L’ex Black Panther Angela Davis sarà all’università di Roma Tre il 14 marzo

Una breve storia dell'attivista per i diritti degli afroamericani, a cui i Rolling Stones dedicarono anche una canzone
Non è facile introdurre la figura di Angela Davis senza essere degli accademici che ne conoscono la vita a menadito, o persone che hanno seguito costantemente le vicissitudini che hanno forgiato la personalità di questa femminista, attivista ed eroina, uno dei maggiori simboli di lotta e impegno civile che esistono al giorno d’oggi.
Il fatto che lunedì 14 marzo 2016, alle 10:00, terrà una conferenza all’università Roma Tre dal titolo The meaning of white supremacy today ha reso doveroso raccontare brevemente la sua storia. Per lo meno parte della storia con la quale io sono venuta a contatto.
La prima volta che ho avuto a che fare con la Davis è stata alcuni anni fa, a New York. Comprai un libro legato al Black Panther Party, la più grande organizzazione politico rivoluzionaria afroamericana fondata nel 1966 da Huey Newton e Bobby Seale.
Il partito nacque in risposta alla brutalità e ai soprusi della polizia e delle forze governative nei confronti della popolazione afroamericana e come manifesta volontà di attuare una vera e propria rivoluzione culturale. Il fulcro di questa rivoluzione era la necessità di dare alla comunità nera più potere economico, politico e sociale.
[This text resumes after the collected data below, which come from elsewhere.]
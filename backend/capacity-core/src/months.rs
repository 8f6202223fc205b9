// src/months.rs
use chrono::NaiveDate;
use once_cell::sync::Lazy;
use regex::Regex;
use serde::Serialize;

use crate::calendar::{business_days_between, first_day_of_month, last_day_of_month};
use crate::error::CapacityError;

static MONTH_TOKEN: Lazy<Regex> =
    Lazy::new(|| Regex::new(r"^(\d{4})-(\d{2})$").expect("static month regex is valid"));

/// First and last calendar day of a selected month.
#[derive(Debug, Clone, Copy, PartialEq, Eq, Serialize)]
pub struct MonthRange {
    pub year: i32,
    pub month: u32,
    pub first_day: NaiveDate,
    pub last_day: NaiveDate,
}

impl MonthRange {
    pub fn business_days(&self) -> u32 {
        business_days_between(self.first_day, self.last_day)
    }
}

/// Parses a strict `YYYY-MM` token (month 01..12).
pub fn parse_month_token(token: &str) -> Result<MonthRange, CapacityError> {
    let invalid = || CapacityError::InvalidMonthFormat(token.to_string());
    let caps = MONTH_TOKEN.captures(token).ok_or_else(invalid)?;
    let year: i32 = caps[1].parse().map_err(|_| invalid())?;
    let month: u32 = caps[2].parse().map_err(|_| invalid())?;
    if !(1..=12).contains(&month) {
        return Err(invalid());
    }
    let first_day = first_day_of_month(year, month).ok_or_else(invalid)?;
    let last_day = last_day_of_month(year, month).ok_or_else(invalid)?;
    Ok(MonthRange {
        year,
        month,
        first_day,
        last_day,
    })
}

/// Parses every token in order. Duplicates are kept as given.
pub fn parse_month_tokens<S: AsRef<str>>(tokens: &[S]) -> Result<Vec<MonthRange>, CapacityError> {
    tokens
        .iter()
        .map(|t| parse_month_token(t.as_ref()))
        .collect()
}

/// Total business days over all selected months.
pub fn working_days(months: &[MonthRange]) -> u32 {
    months.iter().map(MonthRange::business_days).sum()
}

#[cfg(test)]
mod tests {
    use super::*;

    #[test]
    fn parses_september_2025() {
        let m = parse_month_token("2025-09").unwrap();
        assert_eq!(m.year, 2025);
        assert_eq!(m.month, 9);
        assert_eq!(m.first_day, NaiveDate::from_ymd_opt(2025, 9, 1).unwrap());
        assert_eq!(m.last_day, NaiveDate::from_ymd_opt(2025, 9, 30).unwrap());
        assert_eq!(m.business_days(), 22);
    }

    #[test]
    fn february_follows_gregorian_leap_rules() {
        assert_eq!(parse_month_token("2024-02").unwrap().last_day.to_string(), "2024-02-29");
        assert_eq!(parse_month_token("2100-02").unwrap().last_day.to_string(), "2100-02-28");
    }

    #[test]
    fn rejects_malformed_tokens() {
        for bad in [
            "2025-13", "2025-00", "2025-9", "25-09", "2025/09", "2025-09-01", " 2025-09", "", "abcd-ef",
        ] {
            match parse_month_token(bad) {
                Err(CapacityError::InvalidMonthFormat(t)) => assert_eq!(t, bad),
                other => panic!("'{}' should be rejected, got {:?}", bad, other),
            }
        }
    }

    #[test]
    fn token_list_fails_on_first_bad_token() {
        let err = parse_month_tokens(&["2025-08", "2025-x9", "2025-10"]).unwrap_err();
        assert!(matches!(err, CapacityError::InvalidMonthFormat(t) if t == "2025-x9"));
    }

    #[test]
    fn duplicate_tokens_are_kept() {
        let months = parse_month_tokens(&["2025-09", "2025-09"]).unwrap();
        assert_eq!(months.len(), 2);
        assert_eq!(working_days(&months), 44);
    }
}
In poche parole diritti civili e costituzonali.
Prima di allora non sapevo esattamente cosa fosse il Black Panther Party. Ne avevo sentito parlare per via del rapper Tupac. Madre e madrina erano dei membri di primissimo piano.
Probabilmente saprete di cosa sto parlando. O forse no. Magari vi ricordate la famosissima immagine del pugno nero guantato e alzato verso il cielo di Smith e Carlos alle olimpiadi del ’68 [avevamo condiviso l’articolo di Gazzaniga ‘L’uomo Bianco in quella foto‘].
O magari ne avrete sentito parlare nelle scorse settimane, vista l’enorme visiblità che ha avuto per via di Beyoncé e la sua [controversa, contestata, osannata] performance al Super Bowl.
Bey, microfono in mano, durante il break, è entrata in campo seguita da numerose ballerine incolonnate a schiera, e insieme hanno eseguito uno spettacolo memorabile.
Quando la mattina dopo il Super Bowl sono iniziati a girare sui social i video del suo show, ho pensato: “Gesù, che statement forte”. La prima cosa che mi è saltata all’occhio infatti era la mise. Tutte le performer erano vestite con alcuni dei capi simbolo indossati dagli attivisti del partito: berretto e giacca di pelle neri. E capelli afro [tranne lei però].
Praticamente un tributo in mondo visione [e in occasione del Black History Month] a un’organizzazione che quest’anno celebra il 50° anniversario dalla sua nascita [attenzione a non confonderlo con il farlocco New Black Panther Party].